Acevedo’s comments came during a press conference Thursday afternoon, in which the department released body camera footage from the scene.
Union President Joe Gamaldi called Acevedo’s firing of the unidentified officers an “unjust and deplorable decision,” and said the shooting was the justified conclusion to a “suicide by cop.”
“This truly was a tragedy,” Gamaldi said. “But the chief is now spreading that tragedy to four other families by unujustly firing these officers and using them as political fodder. This has sent a shockwave though our department, that even if you deescalate, even if you retreat, even if you follow policy, training and the law, you will still lose your job as a Houston police officer.”
Others who have seen the body camera footage agree with the firings.
An emotional Mayor Sylvester Turner, joining Acevedo at a Thursday afternoon press conference, at times paused to gather himself as he recounted what he watched in the video.
While reiterating his support for the majority of HPD personnel, Turner said he ultimately agreed with Acevedo in finding the April shooting could not be justified.
“The video is difficult to watch, and I have seen it several times,” Turner said. “It’s difficult to watch without questioning why the shooting happened in the end, and wishing the encounter could have ended differently, and knowing that it should have had a different outcome.”
Houston City Council member Jerry Davis, who acknowledged the officers in the video did act with more restraint than in other shootings he’d seen, nonetheless also agreed with Acevedo’s decision to fire four of the officers involved.
“I don’t know what was going on in the officers’ mind, they could have backed up maybe, but again I was not there,” Davis told Houston Public Media. “I don’t think he should have lost his life for grabbing the Taser gun.”

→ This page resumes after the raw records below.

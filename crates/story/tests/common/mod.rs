#![allow(dead_code)]

use std::cell::RefCell;
use std::rc::Rc;

use foundation::geo::{Camera, LonLat};
use foundation::time::Millis;
use formats::{PointKind, RegionStats, StatsTable, StoryConfig};
use story::{
    AnnotationPoint, Chapter, ChapterHook, ChapterRegistry, ChapterScript, HookContext,
    HookError, HookOutcome, MoveCompletion, PathAnimation, Presentation, RecordingChart,
    RecordingMap,
};

pub type Rehearsal = Presentation<RecordingMap, RecordingChart>;

/// Shared log of hook invocations, `"<label> <chapter> @<ms>"`.
pub type HookLog = Rc<RefCell<Vec<String>>>;

#[derive(Debug)]
pub struct Recorder {
    pub log: HookLog,
    pub label: &'static str,
    pub outcome: Result<HookOutcome, HookError>,
}

impl ChapterHook for Recorder {
    fn run(&mut self, ctx: &mut HookContext<'_>) -> Result<HookOutcome, HookError> {
        self.log
            .borrow_mut()
            .push(format!("{} {} @{}", self.label, ctx.chapter, ctx.now.0));
        self.outcome.clone()
    }
}

pub fn recorder(log: &HookLog, label: &'static str, outcome: Result<HookOutcome, HookError>) -> Recorder {
    Recorder {
        log: Rc::clone(log),
        label,
        outcome,
    }
}

pub fn camera(lon: f64, lat: f64) -> Camera {
    Camera::new(LonLat::new(lon, lat), 6.0)
}

pub fn scripted_chapter() -> Chapter {
    Chapter::new("chapter3", camera(121.5, 20.5))
        .with_captions("Ship-to-ship transfers", "Jun 2023")
        .show_layer_while_active("sts-heatmap")
        .with_script(ChapterScript {
            points: vec![
                AnnotationPoint::new(LonLat::new(121.0, 20.0), PointKind::BlinkingPing)
                    .with_delay(500)
                    .with_popup("<b>Rendezvous</b>", None),
                AnnotationPoint::new(LonLat::new(122.0, 21.0), PointKind::VesselMarker)
                    .with_delay(1000)
                    .with_popup("<b>Tanker</b>", Some("img/tanker.jpg".to_string())),
            ],
            paths: vec![PathAnimation::new("tracks/chapter3.geojson", 1500)],
        })
}

pub fn registry() -> ChapterRegistry {
    let mut registry = ChapterRegistry::new();
    for chapter in [
        Chapter::new("intro", camera(54.0, 25.0)),
        Chapter::new("chapter1", camera(56.3, 26.6)).with_captions("AIS gaps", "Jan 2023"),
        Chapter::new("chapter2", camera(57.0, 24.0)).with_captions("Spoofing", "Feb 2023"),
        scripted_chapter(),
        Chapter::new("fast", camera(50.0, 20.0)).fast_path(),
    ] {
        registry.register(chapter).expect("unique ids");
    }
    registry
}

pub fn region(location: &str, values: [f64; 5]) -> RegionStats {
    RegionStats {
        location: location.to_string(),
        light: values[0],
        dark: values[1],
        sts: values[2],
        spoofing: values[3],
        detections: values[4],
    }
}

pub fn stats() -> StatsTable {
    let mut stats = StatsTable::new();
    stats.insert("chapter1", region("Test Region", [100.0, 0.0, 0.0, 0.0, 200.0]));
    stats.insert("chapter2", region("Gulf of Oman", [40.0, 25.0, 10.0, 5.0, 20.0]));
    stats
}

pub fn rehearsal(completion: MoveCompletion) -> Rehearsal {
    Presentation::new(
        StoryConfig::default(),
        registry(),
        stats(),
        RecordingMap::new(completion),
        RecordingChart::default(),
    )
}

pub fn advance(p: &mut Rehearsal, ms: u64) {
    let end = p.now().after(ms);
    p.run_until(end, 16);
}

pub fn at(ms: u64) -> Millis {
    Millis(ms)
}

pub fn chapters_changed(p: &Rehearsal) -> Vec<String> {
    p.events().iter().map(|e| e.payload.chapter.clone()).collect()
}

City Council member Robert Gallegos, who also watched the video, said the shooting underscored the need for better mental health services in Houston.
“We should be sending more mental health professionals to a psychiatric crisis, not just armed law enforcement officers,” read a statement from Gallagos. “The police alone are not the right people to intervene in psychological crises. It is not the right way to enhance public safety and will not lead to good results.”
Harris County District Attorney Kim Ogg on Thursday said she had met with Chavez’s mother, father and wife, and that her office’s Civil Rights Division was still investigating his death. Her office intended to present the case to a grand jury, which would then determine whether any of the officers involved should be indicted, she said.
Chavez’s family did not immediately respond to a request for comment.
Police responded to a call of a suicidal, armed man running through traffic near Gazin Street and the East Freeway frontage road at 9 p.m. April 21. A video presentation released by HPD on Thursday afternoon played 911 calls from that evening, in which people reported a man on the freeway screaming, dodging traffic and throwing himself in front of cars. Other calls reported Chavez on Gazin, bleeding, yelling and jumping over fences, walking across peoples’ front lawns talking about a woman.
Reports later indicated Chavez may have been distraught after separating from his wife.
Officers from HPD’s Northeast Patrol engaged with the man for about 14 minutes, police said. Chavez allegedly approached the officers brandishing a steel reinforced bar, and police fired beanbag-filled shotguns and Tasers, to no avail.
In the man’s final moments, he appears to be on his knees as officers open fire.
In addition to the four people who were fired, one other officer — Kevin Nguyen, on the force for one year — was also identified to be at the scene during the shooting.
The shooting was later reviewed by the city’s Independent Police Oversight Board, which union President Gamaldi said had cleared all five officers of any wrongdoing.
But Acevedo, who said he expected the union to appeal his decision, stood firm, arguing that those proceedings were confidential, but adding that he was the one who made the final call to dismiss the four men.
The chief also criticized the union for its response to the firings, and defended the department’s response.
“They will leave no stone unturned to defend these officers,” he said. “I’m here for the other officers. I’m here for this community. And it’s important for the community to remember that process matters.”